What to produce —
Check each line of the entries below for the string "CompletionResponse"; copy every line where it appears.

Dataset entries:
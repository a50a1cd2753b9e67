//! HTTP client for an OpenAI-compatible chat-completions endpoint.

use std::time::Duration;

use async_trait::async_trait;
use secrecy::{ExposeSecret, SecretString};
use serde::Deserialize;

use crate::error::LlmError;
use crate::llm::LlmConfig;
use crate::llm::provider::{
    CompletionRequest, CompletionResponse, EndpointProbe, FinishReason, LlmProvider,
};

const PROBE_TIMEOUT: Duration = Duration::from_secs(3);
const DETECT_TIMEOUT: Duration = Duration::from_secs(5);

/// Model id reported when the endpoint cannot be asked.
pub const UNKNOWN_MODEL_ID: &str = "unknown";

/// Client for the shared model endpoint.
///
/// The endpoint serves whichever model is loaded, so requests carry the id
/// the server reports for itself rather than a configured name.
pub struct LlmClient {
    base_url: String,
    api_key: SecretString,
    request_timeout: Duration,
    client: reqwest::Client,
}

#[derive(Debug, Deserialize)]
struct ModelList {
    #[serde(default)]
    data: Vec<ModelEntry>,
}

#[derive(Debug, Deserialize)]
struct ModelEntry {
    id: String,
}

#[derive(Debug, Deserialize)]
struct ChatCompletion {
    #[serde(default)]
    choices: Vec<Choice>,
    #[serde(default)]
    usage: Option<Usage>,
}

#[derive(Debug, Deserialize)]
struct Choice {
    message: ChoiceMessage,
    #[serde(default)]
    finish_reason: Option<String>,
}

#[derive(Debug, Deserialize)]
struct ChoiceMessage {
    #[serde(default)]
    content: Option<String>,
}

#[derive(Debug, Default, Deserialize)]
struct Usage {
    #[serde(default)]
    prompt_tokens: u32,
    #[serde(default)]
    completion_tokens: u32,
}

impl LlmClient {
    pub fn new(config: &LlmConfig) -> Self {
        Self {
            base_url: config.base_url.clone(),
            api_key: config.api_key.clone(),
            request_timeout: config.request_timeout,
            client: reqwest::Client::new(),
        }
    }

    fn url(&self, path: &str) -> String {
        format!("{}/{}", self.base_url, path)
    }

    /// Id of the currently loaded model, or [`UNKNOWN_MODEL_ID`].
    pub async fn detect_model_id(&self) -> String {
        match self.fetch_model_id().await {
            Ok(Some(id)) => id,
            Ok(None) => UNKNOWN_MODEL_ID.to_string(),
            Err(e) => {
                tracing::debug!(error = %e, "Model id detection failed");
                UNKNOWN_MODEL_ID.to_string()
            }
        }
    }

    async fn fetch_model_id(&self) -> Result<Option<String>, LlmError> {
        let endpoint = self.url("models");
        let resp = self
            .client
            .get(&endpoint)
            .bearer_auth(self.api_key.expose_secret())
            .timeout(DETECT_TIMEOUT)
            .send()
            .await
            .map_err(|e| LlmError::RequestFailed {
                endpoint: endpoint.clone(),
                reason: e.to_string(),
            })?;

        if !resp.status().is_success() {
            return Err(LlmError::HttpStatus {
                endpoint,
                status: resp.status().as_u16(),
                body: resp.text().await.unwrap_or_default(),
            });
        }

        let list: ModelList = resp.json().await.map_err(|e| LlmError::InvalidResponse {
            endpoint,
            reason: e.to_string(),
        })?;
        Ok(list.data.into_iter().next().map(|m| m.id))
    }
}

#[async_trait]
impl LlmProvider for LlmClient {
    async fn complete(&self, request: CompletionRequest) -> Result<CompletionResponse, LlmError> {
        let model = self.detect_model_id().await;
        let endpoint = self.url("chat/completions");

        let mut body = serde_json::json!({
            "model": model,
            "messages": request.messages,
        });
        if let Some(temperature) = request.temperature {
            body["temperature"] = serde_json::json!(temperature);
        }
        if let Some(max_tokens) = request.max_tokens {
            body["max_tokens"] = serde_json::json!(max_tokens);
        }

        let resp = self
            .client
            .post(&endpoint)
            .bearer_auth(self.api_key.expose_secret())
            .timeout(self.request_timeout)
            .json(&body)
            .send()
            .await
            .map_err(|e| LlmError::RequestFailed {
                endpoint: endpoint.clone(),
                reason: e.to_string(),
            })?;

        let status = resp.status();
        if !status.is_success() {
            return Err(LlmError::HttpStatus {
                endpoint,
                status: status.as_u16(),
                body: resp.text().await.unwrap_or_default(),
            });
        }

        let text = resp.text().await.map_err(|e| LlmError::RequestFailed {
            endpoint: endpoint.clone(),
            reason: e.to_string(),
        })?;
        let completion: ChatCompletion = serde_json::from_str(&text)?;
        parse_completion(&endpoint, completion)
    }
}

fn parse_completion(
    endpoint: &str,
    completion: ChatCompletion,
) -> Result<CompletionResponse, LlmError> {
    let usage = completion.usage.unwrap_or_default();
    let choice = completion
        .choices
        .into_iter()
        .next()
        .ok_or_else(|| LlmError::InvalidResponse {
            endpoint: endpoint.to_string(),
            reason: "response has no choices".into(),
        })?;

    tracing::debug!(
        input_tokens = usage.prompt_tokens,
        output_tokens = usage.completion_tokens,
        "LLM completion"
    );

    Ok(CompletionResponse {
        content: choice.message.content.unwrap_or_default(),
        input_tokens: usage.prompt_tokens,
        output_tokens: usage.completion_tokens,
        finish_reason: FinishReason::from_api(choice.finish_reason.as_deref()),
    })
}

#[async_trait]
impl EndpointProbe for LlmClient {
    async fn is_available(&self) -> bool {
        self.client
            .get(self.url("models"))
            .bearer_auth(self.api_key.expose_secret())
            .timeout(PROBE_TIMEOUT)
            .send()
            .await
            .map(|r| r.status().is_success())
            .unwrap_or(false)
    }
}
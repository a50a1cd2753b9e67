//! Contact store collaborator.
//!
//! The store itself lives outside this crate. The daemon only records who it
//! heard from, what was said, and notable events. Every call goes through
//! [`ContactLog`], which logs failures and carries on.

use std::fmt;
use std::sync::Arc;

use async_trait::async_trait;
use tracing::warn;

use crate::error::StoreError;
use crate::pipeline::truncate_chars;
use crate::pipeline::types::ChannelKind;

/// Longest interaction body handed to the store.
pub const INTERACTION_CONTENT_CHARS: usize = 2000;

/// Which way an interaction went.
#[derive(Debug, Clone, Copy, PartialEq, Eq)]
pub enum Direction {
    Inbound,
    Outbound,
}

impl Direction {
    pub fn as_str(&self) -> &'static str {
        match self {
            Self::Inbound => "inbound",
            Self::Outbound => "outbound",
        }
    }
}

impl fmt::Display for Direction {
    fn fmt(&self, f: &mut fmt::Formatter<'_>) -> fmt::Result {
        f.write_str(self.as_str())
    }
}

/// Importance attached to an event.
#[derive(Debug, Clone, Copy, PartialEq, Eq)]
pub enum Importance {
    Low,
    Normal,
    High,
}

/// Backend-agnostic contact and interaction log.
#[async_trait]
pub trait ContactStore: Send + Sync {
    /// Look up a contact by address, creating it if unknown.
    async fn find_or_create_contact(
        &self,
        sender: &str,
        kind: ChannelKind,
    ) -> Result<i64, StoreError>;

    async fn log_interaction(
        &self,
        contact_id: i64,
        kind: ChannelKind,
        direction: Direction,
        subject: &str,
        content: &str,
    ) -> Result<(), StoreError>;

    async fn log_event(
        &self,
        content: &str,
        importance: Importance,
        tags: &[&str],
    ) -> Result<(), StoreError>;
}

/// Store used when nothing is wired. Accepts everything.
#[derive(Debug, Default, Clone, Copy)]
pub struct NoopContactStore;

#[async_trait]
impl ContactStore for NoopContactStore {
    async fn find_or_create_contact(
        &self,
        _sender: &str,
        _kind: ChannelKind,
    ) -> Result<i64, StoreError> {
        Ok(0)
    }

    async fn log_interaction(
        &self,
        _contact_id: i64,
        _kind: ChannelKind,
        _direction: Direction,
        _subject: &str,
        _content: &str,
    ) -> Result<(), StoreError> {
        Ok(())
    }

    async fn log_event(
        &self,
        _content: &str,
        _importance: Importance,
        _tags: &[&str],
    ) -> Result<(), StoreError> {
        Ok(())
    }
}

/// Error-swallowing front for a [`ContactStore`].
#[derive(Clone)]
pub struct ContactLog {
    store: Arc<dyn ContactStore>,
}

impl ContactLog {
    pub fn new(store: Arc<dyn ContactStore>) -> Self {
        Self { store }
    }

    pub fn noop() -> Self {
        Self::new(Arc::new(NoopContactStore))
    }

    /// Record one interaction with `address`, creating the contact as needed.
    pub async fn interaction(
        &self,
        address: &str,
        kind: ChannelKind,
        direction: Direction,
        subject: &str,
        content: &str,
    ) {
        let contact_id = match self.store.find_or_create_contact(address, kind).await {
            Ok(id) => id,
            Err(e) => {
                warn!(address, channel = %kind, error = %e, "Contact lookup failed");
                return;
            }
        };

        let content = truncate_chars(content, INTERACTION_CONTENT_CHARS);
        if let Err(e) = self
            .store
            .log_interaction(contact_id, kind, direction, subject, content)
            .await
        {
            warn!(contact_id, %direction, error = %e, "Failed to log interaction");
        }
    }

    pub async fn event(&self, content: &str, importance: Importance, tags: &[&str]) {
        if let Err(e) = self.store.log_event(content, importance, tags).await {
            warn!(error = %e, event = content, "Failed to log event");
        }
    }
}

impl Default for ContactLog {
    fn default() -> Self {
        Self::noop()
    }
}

Answer —
    CompletionRequest, CompletionResponse, EndpointProbe, FinishReason, LlmProvider,
    async fn complete(&self, request: CompletionRequest) -> Result<CompletionResponse, LlmError> {
) -> Result<CompletionResponse, LlmError> {
    Ok(CompletionResponse {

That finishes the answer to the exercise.